Alors que la ville de Tours s’était développée au cours des siècles sur la rive gauche (au sud de la Loire), Louis XV décide de faire construire un pont sur le fleuve de façon à faire passer la nouvelle route conduisant de Paris à l’Espagne. Il s’en suit le percement à partir de 1773 d’un axe nord-sud traversant la ville qui va être dénommé la rue Royale, et la construction de deux bâtiments jumeaux destinés à marquer de façon majestueuse l’entrée de la ville. Rebaptisée Rue Nationale, elle devient vite une artère commerciale particulièrement animée.

Malheureusement, le 19 juin 1940, les troupes allemandes arrivent par le nord, et leurs obus incendiaires vont détruire ensemble architectural remarquable et déclencher un gigantesque incendie dans une grande partie de la ville de Tours.

Le plan de reconstruction de Camille Lefevre

L’architecte tourangeaux Camille Lefèvre va être chargé en novembre 1940 de définir un plan de reconstruction de l’entrée nord de la ville. Celui-ci propose un projet d’inspiration régionaliste comme le souhaite le régime de Vichy, en réaction au modernisme de l’entre-deux-guerres. 

Voici comment Camille Lefevre décrit la situation en juin 1943 dans la revue Urbanisme : « La rue Nationale reste – faut-il le rappeler- la dominante du problème de la reconstruction de Tours. Quelle émotion, quelles polémiques n’a-t-elle pas suscitées ? (…) Touchée sur les deux tiers de sa longueur – comme la rue Royale d’Orléans – la rue Nationale de Tours devait-elle être reconstruite à sa largeur primitive ou pouvait-on, en frappant les immeubles restants,

compte tenu, d’ailleurs, de certains terrains actuellement libres ou sur lesquels des projets étaient en cours d’étude, augmenter sensiblement la largeur primitive (elle n’étaient que de quinze mètres entre alignements), pour permettre au flot sans cesse grandissant des véhicules de passer plus aisément sans interdire les stationnements ? 

Cette dernière solution a prévalu, sans toutefois qu’on allât au-delà de 25 mètres entre alignements, et sans que de déclarassent convertis les partisans du statu quo ». 

Et il ajoute : « En dehors de la rue Nationale, le projet très mesuré ne comporte qu’un réseau très simple de voies nouvelles reprenant en partie les anciens cheminements commerciaux. Une petite place s’ouvre sensiblement à mi-développement de la rue Nationale, formant repos et permettant le stationnement des voitures ».

L’élargissement de la rue Nationale prévue par le plan de reconstruction de Camille Lefevre suscite en effet de vives polémiques.

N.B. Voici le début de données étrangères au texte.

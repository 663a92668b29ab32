use crate::foundation::core::{Size, unpremultiply_rgba8_in_place};

/// A readable copy of a renderer's working surface.
///
/// Pixels are **premultiplied** RGBA8; the `premultiplied` flag makes this explicit at API
/// boundaries. Downstream export should go through [`Surface::to_rgba_image`].
#[derive(Clone, Debug, PartialEq, Eq)]
pub struct Surface {
    /// Surface width in pixels.
    pub width: u32,
    /// Surface height in pixels.
    pub height: u32,
    /// RGBA8 bytes, tightly packed, row-major.
    pub data: Vec<u8>,
    /// Whether `data` is premultiplied alpha.
    pub premultiplied: bool,
}

impl Surface {
    pub fn size(&self) -> Size {
        Size::new(self.width, self.height)
    }

    /// Premultiplied RGBA of the pixel at `(x, y)`.
    pub fn pixel(&self, x: u32, y: u32) -> Option<[u8; 4]> {
        if x >= self.width || y >= self.height {
            return None;
        }
        let idx = ((y as usize) * (self.width as usize) + (x as usize)) * 4;
        self.data
            .get(idx..idx + 4)
            .map(|px| [px[0], px[1], px[2], px[3]])
    }

    /// Straight-alpha copy for encoders.
    pub fn to_rgba_image(&self) -> Option<image::RgbaImage> {
        let mut data = self.data.clone();
        if self.premultiplied {
            unpremultiply_rgba8_in_place(&mut data);
        }
        image::RgbaImage::from_raw(self.width, self.height, data)
    }
}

Sous l’impulsion de Paul Métadier (un pharmacien installé rue Nationale), ses opposants « se battent pour une reconstruction à l’identique de ce chef-d’œuvre de l’urbanisme du XVIIIème siècle, contre sa transformation en ‘’autostade’’ et pour la suppression du tramway ». 

Le plan de reconstruction de Camille Lefevre – Urbanisme, juin 1943

Le plan de reconstruction de Camille Lefèvre est finalement approuvé par le Commissariat à la Reconstruction Immobilière en juillet 1943, mais il ne pourra être mis en œuvre devant la persistance des oppositions locales et comme pratiquement tous les plans de reconstruction élaborés durant l’Occupation, par manque de moyens financiers, de matériaux et d’équipements. 

En 1943, mais surtout en août 1944 au moment de la Libération, « la ville connut de nouveaux bombardements qui détruisirent un peu plus la rue Nationale, le quartier de la Résistance, et le Champ Girault, plus au sud avec les installations ferroviaires ». Ce sont au total environ 8.000 bâtiments qui ont été totalement détruits ou sérieusement endommagés durant le conflit.

Le plan de reconstruction de Jean Dorian

En juillet 1944, Jean Dorian, qui avait précédement travaillé avec Camille Lefevre, est nommé par le MRU urbaniste-en-chef en charge de la reconstruction de Tours. Reprenant les orientations du plan de Camille Lefevre, notamment l’élargissement de la rue Nationale, le plan proposé en 1946 par Jean Dorian est beaucoup plus ambitieux. L’urbaniste prévoit notamment la création d’un boulevard circulaire, dans le quartier Nord détruit, une série d’îlots et d’une place rectangulaire (cf. notre article sur la place de la Résistance), la réaffectation des terrains militaires en quartiers de compensation pour loger les sinistrés. 

Surtout Jean Dorian propose de créer un nouveau quartier en plein centre-ville sur les terrains censés être récupérés sur la gare et les installations ferroviaires qui ont été la cible d’intenses bombardements en août 1944 (correspond sur le plan au triangle isocèle vert foncé dont la base est légèrement arrondie N.D.L.R.).

Jean Dorian reprend ainsi la proposition des urbanistes Agache & Saunier dans leur Plan d’aménagement, d’embellissement et d’extension de 1930, mais qui avait jugé à l’époque trop ambitieux.

Jean Dorian justifie ainsi son projet dans le numéro de juillet 1946 de la revue L’Architecture d’Aujourd’hui : « Les destructions permirent d’envisager le déplacement de la gare et de supprimer les raccordements avec Saint-Pierre-des-Corps et la ligne de Nantes. Les différentes solutions étudiées en accord avec la SNCF, permirent de définir finalement l’emplacement futur de la gare.  Cette solution, libérant une grande superficie occupée primitivement par toutes les installations ferroviaires permit d’envisager un desserrement et un relogement facile des sinistrés et d’assurer des liaisons entre les différents quartiers de Tours (…) La gare de passage remplaçant la gare en cul-de-sac, sera située au bout d’une longue allée bordée d’un tapis vert et la reliant avec la Préfecture et le centre la ville.  Sur ce quartier s’élèveront des bâtiments de deux types différents au milieu des espaces verts ; les uns n’ayant que quatre étages et les autres s’élevant au-dessus de ces constructions, de façon à permettre d’avoir des vues panoramiques sur les vallées de la Loire, du Cher, vers les Châteaux d’Ambroise et de Chenonceaux, vers Luynes, Longeais et Villandry ».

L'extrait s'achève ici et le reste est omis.